EXERCISE DATA:
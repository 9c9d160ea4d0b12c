//! PostgreSQL configuration

use serde::Deserialize;

use super::error::ValidationError;

/// Database configuration
#[derive(Debug, Clone, Deserialize)]
pub struct DatabaseConfig {
    /// PostgreSQL connection URL
    pub url: String,

    /// Connection pool size
    #[serde(default = "default_max_connections")]
    pub max_connections: u32,
}

impl DatabaseConfig {
    /// Validate database configuration
    pub fn validate(&self) -> Result<(), ValidationError> {
        if self.url.is_empty() {
            return Err(ValidationError::MissingRequired("DATABASE_URL"));
        }
        if !self.url.starts_with("postgres://") && !self.url.starts_with("postgresql://") {
            return Err(ValidationError::InvalidDatabaseUrl);
        }
        if self.max_connections == 0 {
            return Err(ValidationError::OutOfRange("database.max_connections"));
        }
        Ok(())
    }
}

impl Default for DatabaseConfig {
    fn default() -> Self {
        Self {
            url: String::new(),
            max_connections: default_max_connections(),
        }
    }
}

fn default_max_connections() -> u32 {
    5
}
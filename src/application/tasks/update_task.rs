//! UpdateTaskHandler - partial task update.
//!
//! Updates are the one mutation with no lifecycle event: the routing-key
//! taxonomy is closed and edits do not produce notifications.

use std::sync::Arc;

use crate::domain::foundation::{DomainError, OwnerId, TaskId};
use crate::domain::task::{Task, TaskPatch, TaskStatus};
use crate::ports::{ListCache, TaskRepository};

use super::invalidate_task_list;

/// Command to partially update an owned task. Absent fields keep their
/// current value; an empty patch only bumps `updated_at`.
#[derive(Debug, Clone, Default)]
pub struct UpdateTaskCommand {
    pub title: Option<String>,
    pub description: Option<String>,
    pub status: Option<TaskStatus>,
}

pub struct UpdateTaskHandler {
    repository: Arc<dyn TaskRepository>,
    cache: Arc<dyn ListCache>,
}

impl UpdateTaskHandler {
    pub fn new(repository: Arc<dyn TaskRepository>, cache: Arc<dyn ListCache>) -> Self {
        Self { repository, cache }
    }

    pub async fn handle(
        &self,
        owner: &OwnerId,
        id: TaskId,
        cmd: UpdateTaskCommand,
    ) -> Result<Task, DomainError> {
        let patch = TaskPatch::validated(cmd.title, cmd.description, cmd.status)?;

        let task = self
            .repository
            .update(owner, id, patch)
            .await?
            .ok_or_else(DomainError::task_not_found)?;

        invalidate_task_list(&self.cache, &task).await;

        Ok(task)
    }
}

#[cfg(test)]
mod tests {
    use super::*;
    use crate::adapters::cache::InMemoryListCache;
    use crate::adapters::memory::InMemoryTaskRepository;
    use crate::domain::foundation::ErrorCode;
    use crate::domain::task::NewTask;
    use crate::ports::{task_list_key, TaskRepository as _};
    use std::time::Duration;

    fn owner() -> OwnerId {
        OwnerId::new("u1").unwrap()
    }

    async fn seeded() -> (Arc<InMemoryTaskRepository>, Arc<InMemoryListCache>, Task) {
        let repository = Arc::new(InMemoryTaskRepository::new());
        let cache = Arc::new(InMemoryListCache::new());
        let task = repository
            .insert(NewTask::validated(owner(), "Buy milk", "").unwrap())
            .await
            .unwrap();
        (repository, cache, task)
    }

    #[tokio::test]
    async fn updates_only_present_fields() {
        let (repository, cache, task) = seeded().await;
        let handler = UpdateTaskHandler::new(repository.clone(), cache);

        let updated = handler
            .handle(
                &owner(),
                task.id,
                UpdateTaskCommand {
                    title: Some("Buy oat milk".to_string()),
                    ..Default::default()
                },
            )
            .await
            .unwrap();

        assert_eq!(updated.title, "Buy oat milk");
        assert_eq!(updated.status, TaskStatus::Open);
    }

    #[tokio::test]
    async fn missing_task_is_not_found() {
        let (repository, cache, _) = seeded().await;
        let handler = UpdateTaskHandler::new(repository, cache);

        let err = handler
            .handle(&owner(), TaskId::new(), UpdateTaskCommand::default())
            .await
            .unwrap_err();

        assert_eq!(err.code, ErrorCode::TaskNotFound);
    }

    #[tokio::test]
    async fn cross_owner_update_is_not_found() {
        let (repository, cache, task) = seeded().await;
        let handler = UpdateTaskHandler::new(repository, cache);

        let err = handler
            .handle(
                &OwnerId::new("u2").unwrap(),
                task.id,
                UpdateTaskCommand {
                    title: Some("Hijacked".to_string()),
                    ..Default::default()
                },
            )
            .await
            .unwrap_err();

        assert_eq!(err.code, ErrorCode::TaskNotFound);
    }

    #[tokio::test]
    async fn update_invalidates_cached_list() {
        let (repository, cache, task) = seeded().await;
        let key = task_list_key(&owner());
        cache
            .set(&key, b"stale".to_vec(), Duration::from_secs(30))
            .await;
        let handler = UpdateTaskHandler::new(repository, cache.clone());

        handler
            .handle(&owner(), task.id, UpdateTaskCommand::default())
            .await
            .unwrap();

        assert_eq!(cache.get(&key).await, None);
    }
}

THE TASK:
All of the records need to be transcribed exactly.

ANSWER TO THIS TASK:
repository 9c9d160ea4d0b12c
//! PostgreSQL configuration

use serde::Deserialize;

use super::error::ValidationError;

/// Database configuration
#[derive(Debug, Clone, Deserialize)]
pub struct DatabaseConfig {
    /// PostgreSQL connection URL
    pub url: String,

    /// Connection pool size
    #[serde(default = "default_max_connections")]
    pub max_connections: u32,
}

impl DatabaseConfig {
    /// Validate database configuration
    pub fn validate(&self) -> Result<(), ValidationError> {
        if self.url.is_empty() {
            return Err(ValidationError::MissingRequired("DATABASE_URL"));
        }
        if !self.url.starts_with("postgres://") && !self.url.starts_with("postgresql://") {
            return Err(ValidationError::InvalidDatabaseUrl);
        }
        if self.max_connections == 0 {
            return Err(ValidationError::OutOfRange("database.max_connections"));
        }
        Ok(())
    }
}

impl Default for DatabaseConfig {
    fn default() -> Self {
        Self {
            url: String::new(),
            max_connections: default_max_connections(),
        }
    }
}

fn default_max_connections() -> u32 {
    5
}
filename src/application/tasks/update_task.rs
//! UpdateTaskHandler - partial task update.
//!
//! Updates are the one mutation with no lifecycle event: the routing-key
//! taxonomy is closed and edits do not produce notifications.

use std::sync::Arc;

use crate::domain::foundation::{DomainError, OwnerId, TaskId};
use crate::domain::task::{Task, TaskPatch, TaskStatus};
use crate::ports::{ListCache, TaskRepository};

use super::invalidate_task_list;

/// Command to partially update an owned task. Absent fields keep their
/// current value; an empty patch only bumps `updated_at`.
#[derive(Debug, Clone, Default)]
pub struct UpdateTaskCommand {
    pub title: Option<String>,
    pub description: Option<String>,
    pub status: Option<TaskStatus>,
}

pub struct UpdateTaskHandler {
    repository: Arc<dyn TaskRepository>,
    cache: Arc<dyn ListCache>,
}

impl UpdateTaskHandler {
    pub fn new(repository: Arc<dyn TaskRepository>, cache: Arc<dyn ListCache>) -> Self {
        Self { repository, cache }
    }

    pub async fn handle(
        &self,
        owner: &OwnerId,
        id: TaskId,
        cmd: UpdateTaskCommand,
    ) -> Result<Task, DomainError> {
        let patch = TaskPatch::validated(cmd.title, cmd.description, cmd.status)?;

        let task = self
            .repository
            .update(owner, id, patch)
            .await?
            .ok_or_else(DomainError::task_not_found)?;

        invalidate_task_list(&self.cache, &task).await;

        Ok(task)
    }
}

#[cfg(test)]
mod tests {
    use super::*;
    use crate::adapters::cache::InMemoryListCache;
    use crate::adapters::memory::InMemoryTaskRepository;
    use crate::domain::foundation::ErrorCode;
    use crate::domain::task::NewTask;
    use crate::ports::{task_list_key, TaskRepository as _};
    use std::time::Duration;

    fn owner() -> OwnerId {
        OwnerId::new("u1").unwrap()
    }

    async fn seeded() -> (Arc<InMemoryTaskRepository>, Arc<InMemoryListCache>, Task) {
        let repository = Arc::new(InMemoryTaskRepository::new());
        let cache = Arc::new(InMemoryListCache::new());
        let task = repository
            .insert(NewTask::validated(owner(), "Buy milk", "").unwrap())
            .await
            .unwrap();
        (repository, cache, task)
    }

    #[tokio::test]
    async fn updates_only_present_fields() {
        let (repository, cache, task) = seeded().await;
        let handler = UpdateTaskHandler::new(repository.clone(), cache);

        let updated = handler
            .handle(
                &owner(),
                task.id,
                UpdateTaskCommand {
                    title: Some("Buy oat milk".to_string()),
                    ..Default::default()
                },
            )
            .await
            .unwrap();

        assert_eq!(updated.title, "Buy oat milk");
        assert_eq!(updated.status, TaskStatus::Open);
    }

    #[tokio::test]
    async fn missing_task_is_not_found() {
        let (repository, cache, _) = seeded().await;
        let handler = UpdateTaskHandler::new(repository, cache);

        let err = handler
            .handle(&owner(), TaskId::new(), UpdateTaskCommand::default())
            .await
            .unwrap_err();

        assert_eq!(err.code, ErrorCode::TaskNotFound);
    }

    #[tokio::test]
    async fn cross_owner_update_is_not_found() {
        let (repository, cache, task) = seeded().await;
        let handler = UpdateTaskHandler::new(repository, cache);

        let err = handler
            .handle(
                &OwnerId::new("u2").unwrap(),
                task.id,
                UpdateTaskCommand {
                    title: Some("Hijacked".to_string()),
                    ..Default::default()
                },
            )
            .await
            .unwrap_err();

        assert_eq!(err.code, ErrorCode::TaskNotFound);
    }

    #[tokio::test]
    async fn update_invalidates_cached_list() {
        let (repository, cache, task) = seeded().await;
        let key = task_list_key(&owner());
        cache
            .set(&key, b"stale".to_vec(), Duration::from_secs(30))
            .await;
        let handler = UpdateTaskHandler::new(repository, cache.clone());

        handler
            .handle(&owner(), task.id, UpdateTaskCommand::default())
            .await
            .unwrap();

        assert_eq!(cache.get(&key).await, None);
    }
}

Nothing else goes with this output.